Os advogados de Sean "Diddy" Combs entraram com um recurso pedindo a libertação imediata do rapper ou a redução de sua pena. O documento foi protocolado junto ao tribunal federal de apelações em Manhattan. A defesa alega que o processo de condenação foi marcado por irregularidades graves.

Atualmente, o magnata do hip-hop cumpre uma sentença de pouco mais de quatro anos em uma penitenciária federal. Ele foi condenado por violações da Lei Mann, que envolve transporte interestadual para fins de prostituição. A previsão de soltura, contudo, só está marcada para maio de 2028.

O recurso jurídico agora busca reverter essa situação. Os representantes legais argumentam que a sentença final não reflete com precisão o veredito do júri. Eles acreditam que elementos indevidos foram considerados para aumentar o tempo de prisão.

O cerne da apelação

O ponto principal do recurso é uma crítica direta à atuação do juiz responsável pelo caso. A defesa sustenta que o magistrado agiu como um "décimo terceiro jurado" ao definir a pena. Ele teria considerado condutas das quais Combs foi previamente absolvido.

Em julho, um júri o inocentou de acusações mais graves, como conspiração para extorsão e tráfico sexual. No entanto, esses mesmos fatos pareceram influenciar a sentença posterior por crimes de prostituição. Essa sobreposição é vista como um erro processual fundamental.

Os advogados enfatizam que os crimes pelos quais ele foi efetivamente condenado normalmente resultam em penas mais brandas. Eles destacam que o júri não encontrou evidências de força, fraude ou coerção nas acusações de prostituição. A sentença aplicada, portanto, seria uma exceção severa.

O conteúdo dos depoimentos

Durante o julgamento, o tribunal ouviu relatos impactantes de duas ex-namoradas do artista.

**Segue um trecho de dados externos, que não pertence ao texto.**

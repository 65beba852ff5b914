//! Presence monitoring for a web chat conversation partner.
//!
//! Polls the rendered chat page for a single contact's presence indicator
//! (online / typing / recording / offline) and appends each state transition
//! to a per-run CSV log. The page is reached through the object-safe
//! [`PageSession`] capability trait, so the detection logic runs identically
//! against a live WebDriver-controlled browser or an in-memory fake.

pub mod config;
pub mod driver;
pub mod errors;
pub mod extractor;
pub mod monitor;
pub mod page;
pub mod selector;
pub mod status_log;
pub mod webdriver;

#[cfg(test)]
mod tests;

pub use config::MonitorConfig;
pub use errors::WatchError;
pub use extractor::{Observation, PresenceExtractor, PresenceState};
pub use monitor::{MonitorSession, PagePresenceSource, PresenceSource};
pub use page::{PageElement, PageSession};
pub use selector::Selector;
pub use status_log::{ChangeLogger, StatusLog, StatusRecord};
pub use webdriver::WebDriverPage;
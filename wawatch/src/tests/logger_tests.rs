use std::fs;
use std::path::Path;

use crate::extractor::{Observation, PresenceState};
use crate::status_log::{ChangeLogger, StatusLog};

fn logger_in(dir: &Path) -> ChangeLogger {
    ChangeLogger::new(StatusLog::create(dir).expect("log creation"))
}

/// Status column values of every data row in the log file.
fn logged_statuses(path: &Path) -> Vec<String> {
    let content = fs::read_to_string(path).expect("log file readable");
    let mut lines = content.lines();
    assert_eq!(lines.next(), Some("Timestamp,Status"), "header row");
    lines
        .map(|line| {
            line.split(',')
                .nth(1)
                .unwrap_or_else(|| panic!("malformed row: {line}"))
                .to_string()
        })
        .collect()
}

fn timestamps(path: &Path) -> Vec<String> {
    let content = fs::read_to_string(path).expect("log file readable");
    content
        .lines()
        .skip(1)
        .map(|line| line.split(',').next().unwrap().to_string())
        .collect()
}

#[test]
fn first_observation_always_logs() {
    let dir = tempfile::tempdir().unwrap();
    let mut logger = logger_in(dir.path());

    // Even the sentinel-adjacent states log on first observation.
    let wrote = logger
        .record_if_changed(&Observation::unknown())
        .unwrap();

    assert!(wrote);
    assert_eq!(logger.last_state(), Some(PresenceState::Unknown));
    let path = logger.path().to_path_buf();
    logger.close().unwrap();
    assert_eq!(logged_statuses(&path), vec!["unknown"]);
}

#[test]
fn unchanged_state_appends_nothing() {
    let dir = tempfile::tempdir().unwrap();
    let mut logger = logger_in(dir.path());

    let online = Observation::new(PresenceState::Online, "online");
    assert!(logger.record_if_changed(&online).unwrap());
    assert!(!logger.record_if_changed(&online).unwrap());
    assert!(!logger.record_if_changed(&online).unwrap());

    let path = logger.path().to_path_buf();
    logger.close().unwrap();
    assert_eq!(logged_statuses(&path), vec!["online"]);
}

#[test]
fn transitions_append_exactly_one_row_each() {
    let dir = tempfile::tempdir().unwrap();
    let mut logger = logger_in(dir.path());

    let sequence = [
        PresenceState::Unknown,
        PresenceState::Online,
        PresenceState::Online,
        PresenceState::Typing,
        PresenceState::Offline,
        PresenceState::Offline,
    ];
    for state in sequence {
        logger
            .record_if_changed(&Observation::new(state, ""))
            .unwrap();
    }

    let path = logger.path().to_path_buf();
    logger.close().unwrap();
    assert_eq!(
        logged_statuses(&path),
        vec!["unknown", "online", "typing", "offline"]
    );

    // Second-precision local timestamps, non-decreasing.
    let stamps = timestamps(&path);
    for stamp in &stamps {
        assert!(
            chrono::NaiveDateTime::parse_from_str(stamp, "%Y-%m-%d %H:%M:%S").is_ok(),
            "unparsable timestamp: {stamp}"
        );
    }
    for pair in stamps.windows(2) {
        assert!(pair[0] <= pair[1], "timestamps went backwards: {pair:?}");
    }
}

#[test]
fn zero_ticks_leaves_header_only_file() {
    let dir = tempfile::tempdir().unwrap();
    let log = StatusLog::create(dir.path()).unwrap();
    let path = log.path().to_path_buf();
    log.close().unwrap();

    let content = fs::read_to_string(&path).unwrap();
    assert_eq!(content, "Timestamp,Status\n");
}

#[test]
fn each_run_gets_a_fresh_file() {
    let dir = tempfile::tempdir().unwrap();

    // Two runs inside the same second must not share or truncate a file.
    let first = StatusLog::create(dir.path()).unwrap();
    let second = StatusLog::create(dir.path()).unwrap();

    assert_ne!(first.path(), second.path());
    let first_path = first.path().to_path_buf();
    let second_path = second.path().to_path_buf();
    first.close().unwrap();
    second.close().unwrap();
    assert!(first_path.exists());
    assert!(second_path.exists());
}

#[test]
fn log_directory_is_created_if_absent() {
    let dir = tempfile::tempdir().unwrap();
    let nested = dir.path().join("logs").join("deep");

    let log = StatusLog::create(&nested).unwrap();
    assert!(log.path().starts_with(&nested));
    log.close().unwrap();
}

#[test]
fn error_state_is_a_transition_like_any_other() {
    let dir = tempfile::tempdir().unwrap();
    let mut logger = logger_in(dir.path());

    for observation in [
        Observation::new(PresenceState::Online, "online"),
        Observation::error("lookup timed out: scripted"),
        Observation::new(PresenceState::Online, "online"),
    ] {
        assert!(logger.record_if_changed(&observation).unwrap());
    }

    let path = logger.path().to_path_buf();
    logger.close().unwrap();
    assert_eq!(logged_statuses(&path), vec!["online", "error", "online"]);
}
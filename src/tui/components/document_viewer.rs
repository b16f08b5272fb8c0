use ratatui::Frame;
use ratatui::layout::{Alignment, Rect};
use ratatui::style::{Color, Modifier, Style};
use ratatui::text::Line;
use ratatui::widgets::{Block, Borders, Padding, Paragraph, Wrap};

use crate::core::state::Document;
use crate::tui::component::Component;

/// Shows where an external document lives. A terminal can't embed a PDF,
/// so the link is printed for the user to open.
pub struct DocumentViewer {
    pub document: Option<Document>,
}

impl Component for DocumentViewer {
    fn render(&mut self, frame: &mut Frame, area: Rect) {
        let block = Block::default()
            .borders(Borders::ALL)
            .border_style(Style::default().fg(Color::DarkGray))
            .title_bottom(Line::from(" Esc Back ").centered())
            .padding(Padding::uniform(1));

        let Some(document) = self.document else {
            frame.render_widget(Paragraph::new("No document selected.").block(block), area);
            return;
        };

        let mut lines = vec![
            Line::styled(
                document.title(),
                Style::default().fg(Color::Green).add_modifier(Modifier::BOLD),
            ),
            Line::default(),
        ];
        if let Document::Collection(collection) = document {
            lines.push(Line::from(collection.description));
            if let Some(author) = collection.author {
                lines.push(Line::styled(author, Style::default().fg(Color::DarkGray)));
            }
            lines.push(Line::default());
        }
        match document.url() {
            Some(url) => {
                lines.push(Line::from("Open this link in your browser:"));
                lines.push(Line::styled(
                    url,
                    Style::default().fg(Color::Blue).add_modifier(Modifier::UNDERLINED),
                ));
            }
            None => lines.push(Line::styled(
                "No online copy is linked for this work.",
                Style::default().fg(Color::DarkGray),
            )),
        }

        frame.render_widget(
            Paragraph::new(lines)
                .alignment(Alignment::Center)
                .wrap(Wrap { trim: true })
                .block(block.title(" Document ")),
            area,
        );
    }
}

#[cfg(test)]
mod tests {
    use super::*;
    use crate::core::catalog::{RESOURCES, find_collection};
    use ratatui::Terminal;
    use ratatui::backend::TestBackend;

    fn draw(document: Option<Document>) -> String {
        let backend = TestBackend::new(100, 16);
        let mut terminal = Terminal::new(backend).unwrap();
        terminal
            .draw(|f| DocumentViewer { document }.render(f, f.area()))
            .unwrap();
        terminal
            .backend()
            .buffer()
            .content()
            .iter()
            .map(|c| c.symbol())
            .collect()
    }

    #[test]
    fn test_resource_link() {
        let text = draw(Some(Document::Resource(&RESOURCES[0])));
        assert!(text.contains(RESOURCES[0].title));
        assert!(text.contains(RESOURCES[0].url));
    }

    #[test]
    fn test_reference_work() {
        let collection = find_collection("tahdhib").unwrap();
        let text = draw(Some(Document::Collection(collection)));
        assert!(text.contains(collection.name));
        assert!(text.contains("Open this link"));
    }

    #[test]
    fn test_nothing_selected() {
        assert!(draw(None).contains("No document selected"));
    }
}
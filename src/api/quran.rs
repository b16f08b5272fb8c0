//! Quran text service client (alquran.cloud API shape).
//!
//! Verses are fetched as one combined request for two editions: the original
//! script (`quran-simple`) and a translation. The two `ayahs` arrays are
//! zipped by position.

use log::{info, warn};
use serde::Deserialize;

use super::{ApiError, get_json};
use crate::core::model::{Chapter, TranslationLang, Verse};

pub const DEFAULT_QURAN_BASE_URL: &str = "https://api.alquran.cloud/v1";

/// Edition holding the original Arabic text.
const ORIGINAL_EDITION: &str = "quran-simple";

#[derive(Deserialize, Debug)]
struct Envelope<T> {
    data: T,
}

#[derive(Deserialize, Debug)]
struct Edition {
    ayahs: Vec<ApiAyah>,
}

#[derive(Deserialize, Debug)]
#[serde(rename_all = "camelCase")]
struct ApiAyah {
    number: u32,
    text: String,
    number_in_surah: u32,
    #[serde(default)]
    juz: u32,
}

/// Pairs original and translated ayahs position by position.
///
/// Assumes both editions list verses in the same order. A length mismatch is
/// reported rather than re-aligned.
fn zip_editions(original: Vec<ApiAyah>, translation: Vec<ApiAyah>) -> Result<Vec<Verse>, ApiError> {
    if original.len() != translation.len() {
        return Err(ApiError::Mismatch {
            original: original.len(),
            translation: translation.len(),
        });
    }

    Ok(original
        .into_iter()
        .zip(translation)
        .map(|(ayah, translated)| Verse {
            number: ayah.number,
            number_in_chapter: ayah.number_in_surah,
            text: ayah.text,
            translated_text: Some(translated.text),
            juz: ayah.juz,
        })
        .collect())
}

pub struct QuranClient {
    base_url: String,
    client: reqwest::Client,
}

impl QuranClient {
    pub fn new(base_url: Option<String>) -> Self {
        Self {
            base_url: base_url.unwrap_or_else(|| DEFAULT_QURAN_BASE_URL.to_string()),
            client: reqwest::Client::new(),
        }
    }

    /// Fetches the list of all chapters.
    pub async fn fetch_chapters(&self) -> Result<Vec<Chapter>, ApiError> {
        let url = format!("{}/surah", self.base_url);
        let envelope: Envelope<Vec<Chapter>> = get_json(&self.client, &url).await?;
        info!("Fetched {} chapters", envelope.data.len());
        Ok(envelope.data)
    }

    /// Fetches a chapter's verses with their translation in `lang`.
    pub async fn fetch_verses(
        &self,
        chapter: u32,
        lang: TranslationLang,
    ) -> Result<Vec<Verse>, ApiError> {
        let url = format!(
            "{}/surah/{}/editions/{},{}",
            self.base_url,
            chapter,
            ORIGINAL_EDITION,
            lang.edition()
        );
        let envelope: Envelope<Vec<Edition>> = get_json(&self.client, &url).await?;

        let mut editions = envelope.data.into_iter();
        let (Some(original), Some(translation)) = (editions.next(), editions.next()) else {
            warn!("Chapter {chapter}: expected two editions in response");
            return Err(ApiError::Parse("expected two editions".to_string()));
        };

        let verses = zip_editions(original.ayahs, translation.ayahs)?;
        info!(
            "Fetched chapter {} ({} verses, {})",
            chapter,
            verses.len(),
            lang.edition()
        );
        Ok(verses)
    }
}

#[cfg(test)]
mod tests {
    use super::*;

    fn ayah(number: u32, text: &str) -> ApiAyah {
        ApiAyah {
            number,
            text: text.to_string(),
            number_in_surah: number,
            juz: 1,
        }
    }

    #[test]
    fn test_zip_editions_pairs_positionally() {
        let original = vec![ayah(1, "a1"), ayah(2, "a2"), ayah(3, "a3")];
        let translation = vec![ayah(1, "t1"), ayah(2, "t2"), ayah(3, "t3")];

        let verses = zip_editions(original, translation).unwrap();

        assert_eq!(verses.len(), 3);
        for (i, verse) in verses.iter().enumerate() {
            let n = i + 1;
            assert_eq!(verse.number_in_chapter, n as u32);
            assert_eq!(verse.text, format!("a{n}"));
            assert_eq!(verse.translated_text.as_deref(), Some(format!("t{n}").as_str()));
        }
    }

    #[test]
    fn test_zip_editions_rejects_length_mismatch() {
        let original = vec![ayah(1, "a1"), ayah(2, "a2")];
        let translation = vec![ayah(1, "t1")];

        let result = zip_editions(original, translation);

        assert!(matches!(
            result,
            Err(ApiError::Mismatch {
                original: 2,
                translation: 1
            })
        ));
    }

    #[test]
    fn test_ayah_missing_juz_defaults() {
        let json = r#"{"number": 8, "text": "x", "numberInSurah": 1}"#;
        let parsed: ApiAyah = serde_json::from_str(json).unwrap();
        assert_eq!(parsed.juz, 0);
    }
}
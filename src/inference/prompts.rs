//! Prompt text for both operations.
//!
//! The hosted engine gets the schema out of band, so its prompts only ask the
//! question. The local engine has no schema channel; `with_shape` appends the
//! expected JSON layout to the prompt instead.

use super::types::InsightRequest;

const INSIGHT_SHAPE: &str = r#"{"translation": string, "explanation": string, "keyThemes": [string]}"#;

const ISNAD_SHAPE: &str = r#"{"reliability": string, "narrators": [{"name": string, "reliability": string, "bio": string}], "scholarlyNotes": string}"#;

pub fn insight_prompt(request: &InsightRequest) -> String {
    format!(
        "Context: {}\nContent: {}\n\nTranslate the above content to {} accurately. \
         Also provide a brief spiritual or historical explanation (tafsir/context) \
         and extract key themes. Return the result in JSON format.",
        request.context,
        request.text,
        request.language.name()
    )
}

pub fn isnad_prompt(chain: &str, text: &str) -> String {
    format!(
        "Hadith Text: {text}\nIsnad: {chain}\n\nAnalyze this Chain of Narration (Isnad). \
         Identify the narrators, their reliability according to Ilm al-Rijal, and provide \
         scholarly notes on the authenticity. Return in JSON."
    )
}

fn with_shape(prompt: String, shape: &str) -> String {
    format!(
        "{prompt}\n\nRespond with a single JSON object and nothing else, exactly in this shape:\n{shape}"
    )
}

pub fn local_insight_prompt(request: &InsightRequest) -> String {
    with_shape(insight_prompt(request), INSIGHT_SHAPE)
}

pub fn local_isnad_prompt(chain: &str, text: &str) -> String {
    with_shape(isnad_prompt(chain, text), ISNAD_SHAPE)
}
//! Landing screen: a short banner and the three sections of the app.

use ratatui::Frame;
use ratatui::layout::{Alignment, Constraint, Flex, Layout, Rect};
use ratatui::style::{Color, Modifier, Style};
use ratatui::text::{Line, Span};
use ratatui::widgets::{List, ListItem, ListState, Paragraph};

use crate::core::state::Screen;
use crate::tui::component::Component;

pub struct HomeEntry {
    pub title: &'static str,
    pub subtitle: &'static str,
    pub screen: Screen,
}

pub const HOME_ENTRIES: [HomeEntry; 3] = [
    HomeEntry {
        title: "Noble Quran",
        subtitle: "114 chapters with English or Tamil translation",
        screen: Screen::ChapterList,
    },
    HomeEntry {
        title: "Hadith Collections",
        subtitle: "The six books and the classical references",
        screen: Screen::CollectionHub,
    },
    HomeEntry {
        title: "Resources",
        subtitle: "PDF libraries and research material",
        screen: Screen::ResourceList,
    },
];

pub struct Home<'a> {
    pub state: &'a mut ListState,
}

impl Component for Home<'_> {
    fn render(&mut self, frame: &mut Frame, area: Rect) {
        let [banner_area, _, menu_area] = Layout::vertical([
            Constraint::Length(4),
            Constraint::Length(1),
            Constraint::Length(HOME_ENTRIES.len() as u16 * 3),
        ])
        .flex(Flex::Center)
        .areas(area);
        let [menu_area] = Layout::horizontal([Constraint::Max(60)])
            .flex(Flex::Center)
            .areas(menu_area);

        let banner = vec![
            Line::styled(
                "بِسْمِ ٱللَّٰهِ ٱلرَّحْمَٰنِ ٱلرَّحِيمِ",
                Style::default().fg(Color::Yellow),
            ),
            Line::styled(
                "Sacred Nur",
                Style::default().fg(Color::Green).add_modifier(Modifier::BOLD),
            ),
            Line::styled(
                "Read, reflect and study the chain",
                Style::default().fg(Color::DarkGray),
            ),
            Line::styled(
                format!("v{}", env!("CARGO_PKG_VERSION")),
                Style::default().fg(Color::DarkGray),
            ),
        ];
        frame.render_widget(
            Paragraph::new(banner).alignment(Alignment::Center),
            banner_area,
        );

        let items: Vec<ListItem> = HOME_ENTRIES
            .iter()
            .enumerate()
            .map(|(i, entry)| {
                ListItem::new(vec![
                    Line::from(vec![
                        Span::styled(format!("{} ", i + 1), Style::default().fg(Color::DarkGray)),
                        Span::styled(entry.title, Style::default().add_modifier(Modifier::BOLD)),
                    ]),
                    Line::styled(
                        format!("  {}", entry.subtitle),
                        Style::default().fg(Color::DarkGray),
                    ),
                    Line::default(),
                ])
            })
            .collect();

        if self.state.selected().is_none() {
            self.state.select(Some(0));
        }
        let list = List::new(items)
            .highlight_style(Style::default().fg(Color::Green))
            .highlight_symbol("▶ ");
        frame.render_stateful_widget(list, menu_area, self.state);
    }
}

#[cfg(test)]
mod tests {
    use super::*;
    use ratatui::Terminal;
    use ratatui::backend::TestBackend;

    #[test]
    fn test_home_lists_sections() {
        let backend = TestBackend::new(80, 24);
        let mut terminal = Terminal::new(backend).unwrap();
        let mut state = ListState::default();

        terminal
            .draw(|f| Home { state: &mut state }.render(f, f.area()))
            .unwrap();

        let text: String = terminal
            .backend()
            .buffer()
            .content()
            .iter()
            .map(|c| c.symbol())
            .collect();
        assert!(text.contains("Sacred Nur"));
        for entry in &HOME_ENTRIES {
            assert!(text.contains(entry.title));
        }
        assert_eq!(state.selected(), Some(0));
    }
}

Elas descreveram um padrão de controle e coerção para participação em encontros sexuais com profissionais do sexo. Os episódios eram gravados pelo próprio Combs.

Uma das mulheres, a cantora Cassie, detalhou uma dinâmica abusiva que durou cerca de dez anos. Ela afirmou ter sido forçada a se envolver em atos sexuais com estranhos centenas de vezes. Um vídeo mostrando o rapper agredindo Cassie em um hotel também foi exibido ao júri.

Outra ex-parceira, que testemunhou anonimamente, descreveu eventos semelhantes ocorridos entre 2021 e 2024. Ela narrou ser pressionada a participar dos chamados "freak-offs" e "noites de hotel", que envolviam drogas. Esses depoimentos foram cruciais para a narrativa da acusação.

A justificativa da sentença

Ao anunciar a condenação, o juiz foi enfático ao rejeitar a defesa de que se tratava de um "estilo de vida". Ele afirmou que Combs abusou do poder e do controle que tinha sobre as mulheres com quem se relacionava. O magistrado citou abusos físicos, emocionais e psicológicos.

O juiz concluiu que o réu usou esse padrão de abuso para conseguir o que queria, especialmente nos eventos sexuais organizados. A sentença buscou refletir a gravidade dessa conduta, indo além do estrito escopo das acusações técnicas pelas quais ele foi condenado.

O tribunal de apelações ainda não marcou uma audiência para ouvir os argumentos orais das partes. Enquanto isso, a defesa aguarda uma decisão que pode anular a condenação, ordenar a libertação ou, pelo menos, reduzir significativamente o tempo de prisão. A vida do astro do hip-hop segue em suspenso, à espera de uma nova palavra da justiça.